• _Task input_:
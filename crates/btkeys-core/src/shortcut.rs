//! Keyboard shortcuts: a primary key plus a set of held modifiers.
//!
//! A [`Shortcut`] is what the UI layer asks to "press".  It is expressed in
//! platform key codes ([`KeyCode`], Android `KeyEvent.KEYCODE_*` values) and
//! abstract [`Modifier`]s; the [`Keymap`](crate::keymap::Keymap) turns it into
//! HID usages when a report is built.
//!
//! Shortcuts also have a text form used in configuration and logs:
//!
//! ```text
//! A            -> KEYCODE_A, no modifiers
//! Ctrl+Shift+T -> KEYCODE_T, Ctrl | Shift
//! Meta+Space   -> KEYCODE_SPACE, Meta
//! ```

use std::fmt;
use std::str::FromStr;

use serde::{Deserialize, Serialize};
use thiserror::Error;

use crate::keymap::android;

/// A platform key code (Android `KeyEvent.KEYCODE_*` value).
///
/// The set of values is closed (Android defines a fixed enumeration) but not
/// every value has a keyboard usage; media and D-pad centre keys, for
/// example, are rejected by the keymap.
#[derive(Debug, Clone, Copy, PartialEq, Eq, Hash, PartialOrd, Ord, Serialize, Deserialize)]
pub struct KeyCode(pub u16);

impl KeyCode {
    pub const DPAD_UP: KeyCode = KeyCode(19);
    pub const DPAD_DOWN: KeyCode = KeyCode(20);
    pub const DPAD_LEFT: KeyCode = KeyCode(21);
    pub const DPAD_RIGHT: KeyCode = KeyCode(22);
    pub const DPAD_CENTER: KeyCode = KeyCode(23);
    pub const VOLUME_UP: KeyCode = KeyCode(24);
    pub const VOLUME_DOWN: KeyCode = KeyCode(25);

    pub const DIGIT_0: KeyCode = KeyCode(7);
    pub const DIGIT_1: KeyCode = KeyCode(8);
    pub const DIGIT_2: KeyCode = KeyCode(9);
    pub const DIGIT_3: KeyCode = KeyCode(10);
    pub const DIGIT_4: KeyCode = KeyCode(11);
    pub const DIGIT_5: KeyCode = KeyCode(12);
    pub const DIGIT_6: KeyCode = KeyCode(13);
    pub const DIGIT_7: KeyCode = KeyCode(14);
    pub const DIGIT_8: KeyCode = KeyCode(15);
    pub const DIGIT_9: KeyCode = KeyCode(16);

    pub const A: KeyCode = KeyCode(29);
    pub const B: KeyCode = KeyCode(30);
    pub const C: KeyCode = KeyCode(31);
    pub const D: KeyCode = KeyCode(32);
    pub const E: KeyCode = KeyCode(33);
    pub const F: KeyCode = KeyCode(34);
    pub const G: KeyCode = KeyCode(35);
    pub const H: KeyCode = KeyCode(36);
    pub const T: KeyCode = KeyCode(48);
    pub const Z: KeyCode = KeyCode(54);

    pub const TAB: KeyCode = KeyCode(61);
    pub const SPACE: KeyCode = KeyCode(62);
    pub const ENTER: KeyCode = KeyCode(66);
    /// Backspace (Android calls it `KEYCODE_DEL`).
    pub const DEL: KeyCode = KeyCode(67);
    pub const ESCAPE: KeyCode = KeyCode(111);
    pub const CTRL_LEFT: KeyCode = KeyCode(113);
    pub const F1: KeyCode = KeyCode(131);
    pub const F12: KeyCode = KeyCode(142);
    pub const MEDIA_PLAY_PAUSE: KeyCode = KeyCode(85);
}

/// An abstract modifier key.
///
/// Modifiers are side-agnostic; the keymap encodes each one as the left-hand
/// bit of the HID modifier byte.
#[derive(Debug, Clone, Copy, PartialEq, Eq, Hash, Serialize, Deserialize)]
pub enum Modifier {
    Ctrl,
    Shift,
    Alt,
    Meta,
}

impl Modifier {
    /// All modifiers in canonical display order.
    pub const ALL: [Modifier; 4] = [Modifier::Ctrl, Modifier::Shift, Modifier::Alt, Modifier::Meta];

    fn flag(self) -> u8 {
        match self {
            Modifier::Ctrl => 1 << 0,
            Modifier::Shift => 1 << 1,
            Modifier::Alt => 1 << 2,
            Modifier::Meta => 1 << 3,
        }
    }

    fn name(self) -> &'static str {
        match self {
            Modifier::Ctrl => "Ctrl",
            Modifier::Shift => "Shift",
            Modifier::Alt => "Alt",
            Modifier::Meta => "Meta",
        }
    }
}

/// An unordered set of modifiers.  Inserting a modifier twice is a no-op.
#[derive(Debug, Clone, Copy, Default, PartialEq, Eq, Hash, Serialize, Deserialize)]
pub struct ModifierSet(u8);

impl ModifierSet {
    /// Android `KeyEvent.META_SHIFT_ON`.
    pub const ANDROID_META_SHIFT_ON: i32 = 0x0000_0001;
    /// Android `KeyEvent.META_ALT_ON`.
    pub const ANDROID_META_ALT_ON: i32 = 0x0000_0002;
    /// Android `KeyEvent.META_CTRL_ON`.
    pub const ANDROID_META_CTRL_ON: i32 = 0x0000_1000;
    /// Android `KeyEvent.META_META_ON`.
    pub const ANDROID_META_META_ON: i32 = 0x0001_0000;

    /// The empty set.
    pub const fn empty() -> Self {
        Self(0)
    }

    /// Builds a set from an Android `KeyEvent.getMetaState()` value.
    ///
    /// The side-specific flags (`META_CTRL_LEFT_ON`, ...) always come with
    /// their aggregate flag set, so only the aggregates are inspected.
    pub fn from_android_meta_state(meta_state: i32) -> Self {
        let mut set = Self::empty();
        let pairs = [
            (Self::ANDROID_META_CTRL_ON, Modifier::Ctrl),
            (Self::ANDROID_META_SHIFT_ON, Modifier::Shift),
            (Self::ANDROID_META_ALT_ON, Modifier::Alt),
            (Self::ANDROID_META_META_ON, Modifier::Meta),
        ];
        for (flag, modifier) in pairs {
            if meta_state & flag != 0 {
                set.insert(modifier);
            }
        }
        set
    }

    pub fn insert(&mut self, modifier: Modifier) {
        self.0 |= modifier.flag();
    }

    pub fn contains(&self, modifier: Modifier) -> bool {
        self.0 & modifier.flag() != 0
    }

    pub fn is_empty(&self) -> bool {
        self.0 == 0
    }

    pub fn len(&self) -> usize {
        self.0.count_ones() as usize
    }

    /// Iterates the members in canonical order (Ctrl, Shift, Alt, Meta).
    pub fn iter(&self) -> impl Iterator<Item = Modifier> + '_ {
        Modifier::ALL.into_iter().filter(|m| self.contains(*m))
    }
}

impl FromIterator<Modifier> for ModifierSet {
    fn from_iter<I: IntoIterator<Item = Modifier>>(iter: I) -> Self {
        let mut set = Self::empty();
        for modifier in iter {
            set.insert(modifier);
        }
        set
    }
}

impl<const N: usize> From<[Modifier; N]> for ModifierSet {
    fn from(modifiers: [Modifier; N]) -> Self {
        modifiers.into_iter().collect()
    }
}

/// A key to press together with the modifiers held while pressing it.
#[derive(Debug, Clone, Copy, PartialEq, Eq, Hash, Serialize, Deserialize)]
pub struct Shortcut {
    pub key: KeyCode,
    pub modifiers: ModifierSet,
}

impl Shortcut {
    /// A bare key press with no modifiers.
    pub fn new(key: KeyCode) -> Self {
        Self {
            key,
            modifiers: ModifierSet::empty(),
        }
    }

    pub fn with_modifiers(key: KeyCode, modifiers: impl Into<ModifierSet>) -> Self {
        Self {
            key,
            modifiers: modifiers.into(),
        }
    }
}

/// Error returned when parsing the `"Ctrl+Shift+A"` text form.
#[derive(Debug, Error, PartialEq, Eq)]
pub enum ShortcutParseError {
    #[error("shortcut is empty")]
    Empty,
    #[error("unknown key name {0:?}")]
    UnknownKey(String),
    #[error("unknown modifier {0:?}")]
    UnknownModifier(String),
}

fn parse_modifier(token: &str) -> Option<Modifier> {
    match token.to_ascii_lowercase().as_str() {
        "ctrl" | "control" => Some(Modifier::Ctrl),
        "shift" => Some(Modifier::Shift),
        "alt" | "option" => Some(Modifier::Alt),
        "meta" | "super" | "win" | "cmd" => Some(Modifier::Meta),
        _ => None,
    }
}

impl FromStr for Shortcut {
    type Err = ShortcutParseError;

    fn from_str(s: &str) -> Result<Self, Self::Err> {
        let tokens: Vec<&str> = s.split('+').map(str::trim).collect();
        let (key_token, modifier_tokens) = match tokens.split_last() {
            Some((key, mods)) if !key.is_empty() => (*key, mods),
            _ => return Err(ShortcutParseError::Empty),
        };

        let mut modifiers = ModifierSet::empty();
        for token in modifier_tokens {
            let modifier = parse_modifier(token)
                .ok_or_else(|| ShortcutParseError::UnknownModifier(token.to_string()))?;
            modifiers.insert(modifier);
        }

        let key = android::keycode_from_name(key_token)
            .ok_or_else(|| ShortcutParseError::UnknownKey(key_token.to_string()))?;
        Ok(Shortcut { key, modifiers })
    }
}

impl fmt::Display for Shortcut {
    fn fmt(&self, f: &mut fmt::Formatter<'_>) -> fmt::Result {
        for modifier in self.modifiers.iter() {
            write!(f, "{}+", modifier.name())?;
        }
        write!(f, "{}", self.key)
    }
}

impl fmt::Display for KeyCode {
    fn fmt(&self, f: &mut fmt::Formatter<'_>) -> fmt::Result {
        match android::keycode_name(*self) {
            Some(name) => f.write_str(name),
            None => write!(f, "KEYCODE({})", self.0),
        }
    }
}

• _Work task_:
Give back every line of the listing where the word "ModifierSet" shows up.

• _Your response_:
pub struct ModifierSet(u8);
impl ModifierSet {
impl FromIterator<Modifier> for ModifierSet {
impl<const N: usize> From<[Modifier; N]> for ModifierSet {
    pub modifiers: ModifierSet,
            modifiers: ModifierSet::empty(),
    pub fn with_modifiers(key: KeyCode, modifiers: impl Into<ModifierSet>) -> Self {
        let mut modifiers = ModifierSet::empty();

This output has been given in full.